I have been back for 6 days and everything is so surreal! This past week I was up at Forest Home (my second home and place I love so much) helping out at the camp I worked at the past two summers. It has been a nice place of transition- I'm in America, but in a place that is secluded and peaceful. I have been able to process a bit and just simply be. Adjusting back has not seemed so difficult, its more of figuring out how am I different now.

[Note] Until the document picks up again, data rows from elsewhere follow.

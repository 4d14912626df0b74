//! `tpm2-policysecret`: extend a TPM2 policy session with a PolicySecret
//! assertion, proving knowledge of an entity's auth value.
//!
//! [`engine::execute`] drives one assertion against any [`context::PolicyBackend`];
//! [`context::TpmContext`] over [`device::SoftTpm`] and [`files::FsStore`] is
//! the backend the binary uses.

pub mod auth_session;
pub mod config;
pub mod context;
pub mod crypto;
pub mod device;
pub mod engine;
pub mod error;
pub mod exit_codes;
pub mod files;
pub mod policy;
pub mod tpm_buffer;
pub mod tpm_structure;
pub mod tpm_type_extensions;
pub mod tpm_types;

pub use config::PolicySecretConfig;
pub use engine::{execute, AssertionWarning, PolicySecretOutcome, PolicySecretTool};
pub use error::{Error, ErrorKind};
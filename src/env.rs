//! Runtime environment detection.
//!
//! Provides a single source of truth for determining the runtime environment
//! (test, development, production) based on the `CAREHOME_ENV` environment
//! variable.
//!
//! # Usage
//!
//! ```rust
//! use carehome_live::env::{Environment, is_test_mode};
//!
//! if Environment::current().is_development() {
//!     // Verbose logging, local server defaults
//! }
//!
//! if is_test_mode() {
//!     // Keep config files inside the repository
//! }
//! ```
//!
//! # Environment Variable
//!
//! Set `CAREHOME_ENV` to one of:
//! - `test` - Test mode (config lives under the repo's `tmp/` directory)
//! - `development` or `dev` - Development mode (debug logging by default)
//! - (anything else or unset) - Production mode

/// Name of the variable selecting the runtime environment.
pub const ENV_VAR: &str = "CAREHOME_ENV";

/// Runtime environment for the client.
#[derive(Debug, Clone, Copy, PartialEq, Eq)]
pub enum Environment {
    /// Production environment (default).
    Production,
    /// Development environment.
    Development,
    /// Test environment.
    Test,
}

impl Environment {
    /// Detect current environment from `CAREHOME_ENV`.
    #[must_use]
    pub fn current() -> Self {
        Self::from_value(std::env::var(ENV_VAR).ok().as_deref())
    }

    /// Map a raw `CAREHOME_ENV` value to an environment.
    #[must_use]
    pub fn from_value(value: Option<&str>) -> Self {
        match value {
            Some("test") => Self::Test,
            Some("development" | "dev") => Self::Development,
            _ => Self::Production,
        }
    }

    /// Returns `true` if this is the test environment.
    #[must_use]
    pub fn is_test(self) -> bool {
        self == Self::Test
    }

    /// Returns `true` if this is the development environment.
    #[must_use]
    pub fn is_development(self) -> bool {
        self == Self::Development
    }

    /// Default `env_logger` filter for this environment.
    #[must_use]
    pub fn default_log_filter(self) -> &'static str {
        match self {
            Self::Development => "debug",
            Self::Production | Self::Test => "info",
        }
    }
}

impl std::fmt::Display for Environment {
    fn fmt(&self, f: &mut std::fmt::Formatter<'_>) -> std::fmt::Result {
        match self {
            Self::Production => write!(f, "production"),
            Self::Development => write!(f, "development"),
            Self::Test => write!(f, "test"),
        }
    }
}

/// Convenience function to check if running in test mode.
///
/// Equivalent to `Environment::current().is_test()`.
#[must_use]
pub fn is_test_mode() -> bool {
    Environment::current().is_test()
}

#[cfg(test)]
mod tests {
    use super::*;

    #[test]
    fn test_environment_display() {
        assert_eq!(Environment::Production.to_string(), "production");
        assert_eq!(Environment::Development.to_string(), "development");
        assert_eq!(Environment::Test.to_string(), "test");
    }

    #[test]
    fn test_from_value() {
        assert_eq!(Environment::from_value(Some("test")), Environment::Test);
        assert_eq!(Environment::from_value(Some("dev")), Environment::Development);
        assert_eq!(
            Environment::from_value(Some("development")),
            Environment::Development
        );
        assert_eq!(Environment::from_value(Some("staging")), Environment::Production);
        assert_eq!(Environment::from_value(None), Environment::Production);
    }

    #[test]
    fn test_environment_is_methods() {
        assert!(Environment::Test.is_test());
        assert!(!Environment::Test.is_development());

        assert!(!Environment::Production.is_test());
        assert!(!Environment::Production.is_development());

        assert!(Environment::Development.is_development());
        assert!(!Environment::Development.is_test());
    }

    #[test]
    fn test_default_log_filter() {
        assert_eq!(Environment::Development.default_log_filter(), "debug");
        assert_eq!(Environment::Production.default_log_filter(), "info");
    }
}
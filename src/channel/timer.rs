//! Cancellable timer tasks.
//!
//! Each timer is a spawned tokio task that sleeps and then posts an event
//! into the client's event channel. The timer never touches client state
//! itself, so firing is just another event for the loop to dispatch.
//!
//! A [`TimerHandle`] aborts its task when cancelled *or dropped*; replacing
//! the `Option<TimerHandle>` that holds it is enough to stop a timer.

use std::time::Duration;

use tokio::sync::mpsc::UnboundedSender;
use tokio::task::JoinHandle;
use tokio::time::{Instant, MissedTickBehavior};

/// Handle to a spawned one-shot or repeating timer.
#[derive(Debug)]
pub struct TimerHandle {
    task: JoinHandle<()>,
}

impl TimerHandle {
    /// Post `event` once, after `delay`.
    ///
    /// Must be called from within a tokio runtime.
    pub fn after<T>(delay: Duration, tx: UnboundedSender<T>, event: T) -> Self
    where
        T: Send + 'static,
    {
        let task = tokio::spawn(async move {
            tokio::time::sleep(delay).await;
            let _ = tx.send(event);
        });
        Self { task }
    }

    /// Post a clone of `event` every `period`, first one `period` from now.
    ///
    /// Stops by itself if the receiver is gone. Must be called from within
    /// a tokio runtime.
    pub fn every<T>(period: Duration, tx: UnboundedSender<T>, event: T) -> Self
    where
        T: Clone + Send + 'static,
    {
        let task = tokio::spawn(async move {
            let mut ticker = tokio::time::interval_at(Instant::now() + period, period);
            ticker.set_missed_tick_behavior(MissedTickBehavior::Delay);
            loop {
                ticker.tick().await;
                if tx.send(event.clone()).is_err() {
                    break;
                }
            }
        });
        Self { task }
    }

    /// Stop the timer. Pending or future firings are discarded.
    pub fn cancel(self) {
        // Drop aborts the task.
    }
}

impl Drop for TimerHandle {
    fn drop(&mut self) {
        self.task.abort();
    }
}

#[cfg(test)]
mod tests {
    use super::*;
    use tokio::sync::mpsc;

    #[tokio::test(start_paused = true)]
    async fn test_after_fires_once_after_delay() {
        let (tx, mut rx) = mpsc::unbounded_channel();
        let _timer = TimerHandle::after(Duration::from_secs(1), tx, "due");

        tokio::time::sleep(Duration::from_millis(999)).await;
        assert!(rx.try_recv().is_err());

        tokio::time::sleep(Duration::from_millis(2)).await;
        assert_eq!(rx.try_recv().unwrap(), "due");
        assert!(rx.try_recv().is_err());
    }

    #[tokio::test(start_paused = true)]
    async fn test_every_waits_one_period_before_first_tick() {
        let (tx, mut rx) = mpsc::unbounded_channel();
        let _timer = TimerHandle::every(Duration::from_secs(30), tx, "tick");

        tokio::time::sleep(Duration::from_secs(29)).await;
        assert!(rx.try_recv().is_err());

        tokio::time::sleep(Duration::from_secs(2)).await;
        assert_eq!(rx.try_recv().unwrap(), "tick");
        assert!(rx.try_recv().is_err());

        tokio::time::sleep(Duration::from_secs(30)).await;
        assert_eq!(rx.try_recv().unwrap(), "tick");
        assert!(rx.try_recv().is_err());
    }

    #[tokio::test(start_paused = true)]
    async fn test_cancel_discards_pending_firing() {
        let (tx, mut rx) = mpsc::unbounded_channel();
        let timer = TimerHandle::after(Duration::from_secs(1), tx, "due");
        timer.cancel();

        tokio::time::sleep(Duration::from_secs(5)).await;
        assert!(rx.try_recv().is_err());
    }

    #[tokio::test(start_paused = true)]
    async fn test_drop_stops_repeating_timer() {
        let (tx, mut rx) = mpsc::unbounded_channel();
        let timer = TimerHandle::every(Duration::from_secs(1), tx, 7u8);

        tokio::time::sleep(Duration::from_millis(1500)).await;
        assert_eq!(rx.try_recv().unwrap(), 7);

        drop(timer);
        tokio::time::sleep(Duration::from_secs(10)).await;
        assert!(rx.try_recv().is_err());
    }
}
//! Wire messages exchanged over the live-updates channel.
//!
//! Inbound frames are JSON objects tagged by a `type` field:
//!
//! ```json
//! {"type": "call_event", "data": {...}, "timestamp": "2024-05-01T10:00:00"}
//! {"type": "connection_established", "connection_id": "conn_1714557600.1", "timestamp": "..."}
//! ```
//!
//! The set of kinds the dashboard understands is closed, but the server also
//! emits acknowledgements such as `subscription_confirmed`. Those parse as
//! [`MessageKind::Other`] and are delivered like any other message.

use chrono::{SecondsFormat, Utc};
use serde::{Deserialize, Serialize};

/// Kind of an inbound message.
#[derive(Debug, Clone, PartialEq, Eq, Hash, Serialize, Deserialize)]
#[serde(from = "String", into = "String")]
pub enum MessageKind {
    /// A resident call was raised, acknowledged or resolved.
    CallEvent,
    /// A component health update.
    SystemStatus,
    /// A resident profile changed.
    ResidentUpdate,
    /// Greeting sent by the server right after the handshake.
    ConnectionEstablished,
    /// Reply to a heartbeat ping.
    Pong,
    /// Any kind outside the known set, kept verbatim.
    Other(String),
}

impl MessageKind {
    /// Wire name of this kind.
    #[must_use]
    pub fn as_str(&self) -> &str {
        match self {
            Self::CallEvent => "call_event",
            Self::SystemStatus => "system_status",
            Self::ResidentUpdate => "resident_update",
            Self::ConnectionEstablished => "connection_established",
            Self::Pong => "pong",
            Self::Other(name) => name,
        }
    }
}

impl From<String> for MessageKind {
    fn from(name: String) -> Self {
        match name.as_str() {
            "call_event" => Self::CallEvent,
            "system_status" => Self::SystemStatus,
            "resident_update" => Self::ResidentUpdate,
            "connection_established" => Self::ConnectionEstablished,
            "pong" => Self::Pong,
            _ => Self::Other(name),
        }
    }
}

impl From<MessageKind> for String {
    fn from(kind: MessageKind) -> Self {
        match kind {
            MessageKind::Other(name) => name,
            known => known.as_str().to_string(),
        }
    }
}

impl std::fmt::Display for MessageKind {
    fn fmt(&self, f: &mut std::fmt::Formatter<'_>) -> std::fmt::Result {
        f.write_str(self.as_str())
    }
}

/// Inbound message delivered to collaborators.
#[derive(Debug, Clone, PartialEq, Serialize, Deserialize)]
pub struct ChannelMessage {
    /// Message kind (`type` on the wire).
    #[serde(rename = "type")]
    pub kind: MessageKind,
    /// Kind-specific payload.
    #[serde(default, skip_serializing_if = "Option::is_none")]
    pub data: Option<serde_json::Value>,
    /// ISO-8601 timestamp assigned by the server.
    pub timestamp: String,
    /// Server-side connection identifier. Carried by `connection_established`.
    #[serde(default, skip_serializing_if = "Option::is_none")]
    pub connection_id: Option<String>,
}

impl ChannelMessage {
    /// Parse a text frame.
    ///
    /// # Errors
    ///
    /// Returns the JSON error if the frame is not an object with a string
    /// `type` and `timestamp`.
    pub fn parse(text: &str) -> Result<Self, serde_json::Error> {
        serde_json::from_str(text)
    }
}

/// Message the client originates on its own.
#[derive(Debug, Clone, PartialEq, Eq, Serialize)]
#[serde(tag = "type", rename_all = "snake_case")]
pub enum OutboundMessage {
    /// Keep-alive sent every heartbeat interval.
    Ping {
        /// ISO-8601 send time.
        timestamp: String,
    },
    /// Ask the server to deliver the named event kinds.
    Subscribe {
        /// Event kinds, e.g. `call_event`.
        events: Vec<String>,
        /// ISO-8601 send time.
        timestamp: String,
    },
}

impl OutboundMessage {
    /// Heartbeat stamped with the current time.
    #[must_use]
    pub fn ping() -> Self {
        Self::Ping {
            timestamp: iso_timestamp(),
        }
    }

    /// Subscription request stamped with the current time.
    #[must_use]
    pub fn subscribe(events: Vec<String>) -> Self {
        Self::Subscribe {
            events,
            timestamp: iso_timestamp(),
        }
    }
}

/// Current UTC time as `2024-05-01T10:00:00.000Z`.
fn iso_timestamp() -> String {
    Utc::now().to_rfc3339_opts(SecondsFormat::Millis, true)
}
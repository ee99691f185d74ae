//! Configuration loading and persistence.
//!
//! Handles reading and writing the client configuration file and deriving
//! the [`ClientConfig`] the channel service runs with.

use anyhow::{Context, Result};
use serde::{Deserialize, Serialize};
#[cfg(unix)]
use std::os::unix::fs::PermissionsExt;
use std::path::Path;
use std::time::Duration;
use std::{fs, path::PathBuf};

use crate::channel::{ClientConfig, ReconnectPolicy};
use crate::constants::{
    DEFAULT_SERVER_URL, HEARTBEAT_INTERVAL, LIVE_UPDATES_PATH, MAX_RECONNECT_ATTEMPTS,
    RECONNECT_BASE_DELAY, RECONNECT_MAX_DELAY,
};

/// Name of the configuration file inside [`Config::config_dir`].
const CONFIG_FILE: &str = "config.json";

/// Configuration for the live-updates client.
#[derive(Serialize, Deserialize, Clone, Debug, PartialEq, Eq)]
#[serde(default)]
pub struct Config {
    /// Origin of the dashboard API (`http(s)://` or `ws(s)://`).
    pub server_url: String,
    /// Path of the WebSocket endpoint on that origin.
    pub endpoint_path: String,
    /// Seconds between heartbeat pings while connected.
    pub heartbeat_interval_secs: u64,
    /// Delay before the first reconnect attempt, in milliseconds.
    pub reconnect_base_delay_ms: u64,
    /// Upper bound on any reconnect delay, in milliseconds.
    pub reconnect_max_delay_ms: u64,
    /// Consecutive reconnect attempts before giving up.
    pub max_reconnect_attempts: u32,
    /// Whether a failure to even create the connection is retried.
    pub retry_on_connect_failure: bool,
    /// Event kinds to subscribe to after each successful open.
    #[serde(skip_serializing_if = "Vec::is_empty")]
    pub subscriptions: Vec<String>,
}

impl Default for Config {
    fn default() -> Self {
        Self {
            server_url: DEFAULT_SERVER_URL.to_string(),
            endpoint_path: LIVE_UPDATES_PATH.to_string(),
            heartbeat_interval_secs: HEARTBEAT_INTERVAL.as_secs(),
            reconnect_base_delay_ms: RECONNECT_BASE_DELAY.as_millis() as u64,
            reconnect_max_delay_ms: RECONNECT_MAX_DELAY.as_millis() as u64,
            max_reconnect_attempts: MAX_RECONNECT_ATTEMPTS,
            retry_on_connect_failure: false,
            subscriptions: Vec::new(),
        }
    }
}

impl Config {
    /// Returns the configuration directory path, creating it if necessary.
    ///
    /// Directory selection priority:
    /// 1. `#[cfg(test)]` (unit tests): `tmp/carehome-test`
    /// 2. `CAREHOME_CONFIG_DIR` env var: explicit override
    /// 3. `CAREHOME_ENV=test`: `tmp/carehome-test` (integration tests)
    /// 4. Default: platform config dir (Linux: ~/.config/carehome-live)
    pub fn config_dir() -> Result<PathBuf> {
        let dir = {
            #[cfg(test)]
            {
                // Unit tests: use repo's tmp/ directory
                PathBuf::from(env!("CARGO_MANIFEST_DIR")).join("tmp/carehome-test")
            }

            #[cfg(not(test))]
            {
                if let Ok(dir) = std::env::var("CAREHOME_CONFIG_DIR") {
                    PathBuf::from(dir)
                } else if crate::env::is_test_mode() {
                    PathBuf::from(env!("CARGO_MANIFEST_DIR")).join("tmp/carehome-test")
                } else {
                    dirs::config_dir()
                        .context("Could not determine config directory")?
                        .join("carehome-live")
                }
            }
        };
        fs::create_dir_all(&dir)
            .with_context(|| format!("Failed to create config directory {}", dir.display()))?;
        Ok(dir)
    }

    /// Loads configuration from file, with environment variable overrides.
    ///
    /// A missing or unreadable file falls back to the defaults.
    pub fn load() -> Result<Self> {
        let path = Self::config_dir()?.join(CONFIG_FILE);
        let mut config = match Self::load_from(&path) {
            Ok(config) => config,
            Err(e) => {
                log::debug!("Using default config: {e:#}");
                Self::default()
            }
        };
        config.apply_env_overrides();
        Ok(config)
    }

    /// Reads a configuration file. Missing fields take their defaults.
    pub fn load_from(path: &Path) -> Result<Self> {
        if !path.exists() {
            anyhow::bail!("Config file not found: {}", path.display());
        }
        let content = fs::read_to_string(path)
            .with_context(|| format!("Failed to read {}", path.display()))?;
        serde_json::from_str(&content).with_context(|| format!("Invalid config {}", path.display()))
    }

    fn apply_env_overrides(&mut self) {
        if let Ok(server_url) = std::env::var("CAREHOME_SERVER_URL") {
            self.server_url = server_url;
        }

        if let Ok(path) = std::env::var("CAREHOME_ENDPOINT_PATH") {
            self.endpoint_path = path;
        }

        if let Ok(interval) = std::env::var("CAREHOME_HEARTBEAT_INTERVAL") {
            if let Ok(secs) = interval.parse::<u64>() {
                self.heartbeat_interval_secs = secs;
            }
        }

        if let Ok(attempts) = std::env::var("CAREHOME_MAX_RECONNECT_ATTEMPTS") {
            if let Ok(max) = attempts.parse::<u32>() {
                self.max_reconnect_attempts = max;
            }
        }
    }

    /// Persists the current configuration to disk.
    pub fn save(&self) -> Result<()> {
        self.save_to(&Self::config_dir()?.join(CONFIG_FILE))
    }

    /// Writes the configuration to `path` as pretty JSON.
    pub fn save_to(&self, path: &Path) -> Result<()> {
        fs::write(path, serde_json::to_string_pretty(self)?)
            .with_context(|| format!("Failed to write {}", path.display()))?;

        // Set restrictive permissions (owner read/write only)
        #[cfg(unix)]
        fs::set_permissions(path, fs::Permissions::from_mode(0o600))?;

        Ok(())
    }

    /// Full WebSocket URL of the configured endpoint.
    pub fn endpoint_url(&self) -> String {
        crate::ws::endpoint_url(&self.server_url, &self.endpoint_path)
    }

    /// Reconnect policy described by this configuration.
    pub fn reconnect_policy(&self) -> ReconnectPolicy {
        ReconnectPolicy {
            base_delay: Duration::from_millis(self.reconnect_base_delay_ms),
            max_delay: Duration::from_millis(self.reconnect_max_delay_ms),
            max_attempts: self.max_reconnect_attempts,
        }
    }

    /// Settings for the channel client.
    pub fn client_config(&self) -> ClientConfig {
        ClientConfig {
            url: self.endpoint_url(),
            heartbeat_interval: Duration::from_secs(self.heartbeat_interval_secs.max(1)),
            policy: self.reconnect_policy(),
            retry_on_connect_failure: self.retry_on_connect_failure,
            subscriptions: self.subscriptions.clone(),
        }
    }
}
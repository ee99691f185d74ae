//! Channel service: the event loop that owns a [`ChannelClient`].
//!
//! Collaborators never hold the client. They hold a cloneable
//! [`ChannelServiceHandle`] that posts commands to the loop and reads the
//! latest [`ChannelSnapshot`] from a `watch` channel.
//!
//! The loop auto-connects when spawned and tears everything down (close with
//! 1000, both timers cancelled) on [`ChannelService::shutdown`] or when the
//! service is dropped. Handles outliving the service get
//! [`ChannelError::Closed`].

use serde::Serialize;
use tokio::sync::{broadcast, mpsc, watch};
use tokio::task::JoinHandle;

use super::client::{ChannelClient, ClientConfig, ClientEvent};
use super::message::ChannelMessage;
use super::transport::Connector;
use super::{ChannelError, ChannelSnapshot, ConnectionStatus, Visibility};

/// Request from a handle to the loop.
#[derive(Debug)]
enum Command {
    Connect,
    Disconnect,
    Send(serde_json::Value),
    Visibility(Visibility),
    Shutdown,
}

/// Running channel service.
#[derive(Debug)]
pub struct ChannelService {
    handle: ChannelServiceHandle,
    task: Option<JoinHandle<()>>,
}

impl ChannelService {
    /// Start the event loop and connect.
    ///
    /// Must be called from within a tokio runtime.
    pub fn spawn<C: Connector>(config: ClientConfig, connector: C) -> Self {
        let (events_tx, events_rx) = mpsc::unbounded_channel();
        let (commands_tx, commands_rx) = mpsc::unbounded_channel();
        let (state_tx, state_rx) = watch::channel(ChannelSnapshot::default());

        let client = ChannelClient::new(config, connector, events_tx);
        let messages = client.message_sender();
        let task = tokio::spawn(run(client, events_rx, commands_rx, state_tx));

        Self {
            handle: ChannelServiceHandle {
                commands: commands_tx,
                state: state_rx,
                messages,
            },
            task: Some(task),
        }
    }

    /// Handle for collaborators.
    #[must_use]
    pub fn handle(&self) -> ChannelServiceHandle {
        self.handle.clone()
    }

    /// Disconnect and wait for the loop to finish.
    pub async fn shutdown(mut self) {
        let _ = self.handle.commands.send(Command::Shutdown);
        if let Some(task) = self.task.take() {
            if let Err(e) = task.await {
                log::error!("[Channel] Service task failed: {e}");
            }
        }
    }
}

impl Drop for ChannelService {
    fn drop(&mut self) {
        if self.task.is_some() {
            let _ = self.handle.commands.send(Command::Shutdown);
        }
    }
}

/// Cloneable access to a running [`ChannelService`].
///
/// Every command returns [`ChannelError::Closed`] once the service has shut
/// down.
///
/// The snapshot from [`ChannelServiceHandle::subscribe`] coalesces: it is
/// for status and counters. Consume inbound messages from
/// [`ChannelServiceHandle::messages`], which delivers each one.
#[derive(Debug, Clone)]
pub struct ChannelServiceHandle {
    commands: mpsc::UnboundedSender<Command>,
    state: watch::Receiver<ChannelSnapshot>,
    messages: broadcast::Sender<ChannelMessage>,
}

impl ChannelServiceHandle {
    fn post(&self, command: Command) -> Result<(), ChannelError> {
        self.commands.send(command).map_err(|_closed| ChannelError::Closed)
    }

    /// Connect now. No-op while already connected.
    ///
    /// # Errors
    ///
    /// [`ChannelError::Closed`] if the service has stopped.
    pub fn connect(&self) -> Result<(), ChannelError> {
        self.post(Command::Connect)
    }

    /// Close with 1000 and stop retrying.
    ///
    /// # Errors
    ///
    /// [`ChannelError::Closed`] if the service has stopped.
    pub fn disconnect(&self) -> Result<(), ChannelError> {
        self.post(Command::Disconnect)
    }

    /// Send a JSON payload if connected; dropped with a warning otherwise.
    ///
    /// # Errors
    ///
    /// [`ChannelError::Serialization`] if `payload` is not representable as
    /// JSON, [`ChannelError::Closed`] if the service has stopped.
    pub fn send<T: Serialize>(&self, payload: &T) -> Result<(), ChannelError> {
        let value = serde_json::to_value(payload)
            .map_err(|e| ChannelError::Serialization(e.to_string()))?;
        self.post(Command::Send(value))
    }

    /// Report a page visibility change.
    ///
    /// # Errors
    ///
    /// [`ChannelError::Closed`] if the service has stopped.
    pub fn set_visibility(&self, visibility: Visibility) -> Result<(), ChannelError> {
        self.post(Command::Visibility(visibility))
    }

    /// Latest published state.
    #[must_use]
    pub fn snapshot(&self) -> ChannelSnapshot {
        self.state.borrow().clone()
    }

    /// Latest published status.
    #[must_use]
    pub fn status(&self) -> ConnectionStatus {
        self.state.borrow().status
    }

    /// Receiver notified on every state change.
    #[must_use]
    pub fn subscribe(&self) -> watch::Receiver<ChannelSnapshot> {
        self.state.clone()
    }

    /// Receiver for every inbound message parsed after this call.
    ///
    /// A receiver that falls more than the buffer size behind gets
    /// `RecvError::Lagged` and resumes from the oldest retained message.
    #[must_use]
    pub fn messages(&self) -> broadcast::Receiver<ChannelMessage> {
        self.messages.subscribe()
    }
}

/// Publish the snapshot if it differs from the last one.
fn publish(state_tx: &watch::Sender<ChannelSnapshot>, snapshot: ChannelSnapshot) {
    state_tx.send_if_modified(|current| {
        if *current == snapshot {
            false
        } else {
            *current = snapshot;
            true
        }
    });
}

async fn run<C: Connector>(
    mut client: ChannelClient<C>,
    mut events_rx: mpsc::UnboundedReceiver<ClientEvent>,
    mut commands_rx: mpsc::UnboundedReceiver<Command>,
    state_tx: watch::Sender<ChannelSnapshot>,
) {
    log::info!("[Channel] Service started for {}", client.config().url);
    client.connect();
    publish(&state_tx, client.snapshot());

    loop {
        tokio::select! {
            Some(event) = events_rx.recv() => {
                client.handle_event(event);
            }

            command = commands_rx.recv() => {
                match command {
                    Some(Command::Connect) => client.connect(),
                    Some(Command::Disconnect) => client.disconnect(),
                    Some(Command::Send(value)) => {
                        client.send(&value);
                    }
                    Some(Command::Visibility(visibility)) => client.on_visibility(visibility),
                    Some(Command::Shutdown) | None => {
                        client.disconnect();
                        publish(&state_tx, client.snapshot());
                        break;
                    }
                }
            }
        }

        publish(&state_tx, client.snapshot());
    }

    log::info!("[Channel] Service stopped");
}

My last week in Venezuela, I worked at a camp there. It was so incredible and I was able to help out with music, sports and other program events. I was sitting in one of the services (which was scheduled for 2 hrs, but may go on for 6- no joke- just to give you an idea) and I was realizing "Wow, I am here. I just spent 2 months in Venezuela. I experienced so much! I did camp! I spoke on the radio... I... I..." And then I remembered my first journal entry on the plane to Venezuela... "God, I have no idea what I am doing. So anything that does happen it's going to be you." <
> Talk about a reality check... And as I remember all the moments just before I was to speak in front of a hundred people in a language I didn't know or talk on the radio or play lead music that I just learned that day- I remember so distinctly saying or thinking in my mind "God I have no idea what I am doing- I trust you- I have confidence in you in this moment." And every time it never went as planned- it was better than I could have planned! It was never perfect, but it was beautiful. What do I take from this? Well, I am trying to soak it in deep- that these realizations don't just go by the wayside, rather that they become so profoundly and completely a part of how I approach life. I am loved. God has confidence in me. I have confidence in God (Yo tengo confianza en Dios) God is with me. I am not limited anymore by my thinking/ faults/ inabilities/ fears. I can live fully (Yo tengo vida en abundancia). Gloria a Dios!
I hope that in sharing my experiences you have come to see the reality of God, prayer, and love in the world as I have learned/ am learning. Thank you so much for your encouragement and prayers. I have no doubt they made all the difference! Now I am off on another adventure- what to do with my life this year!?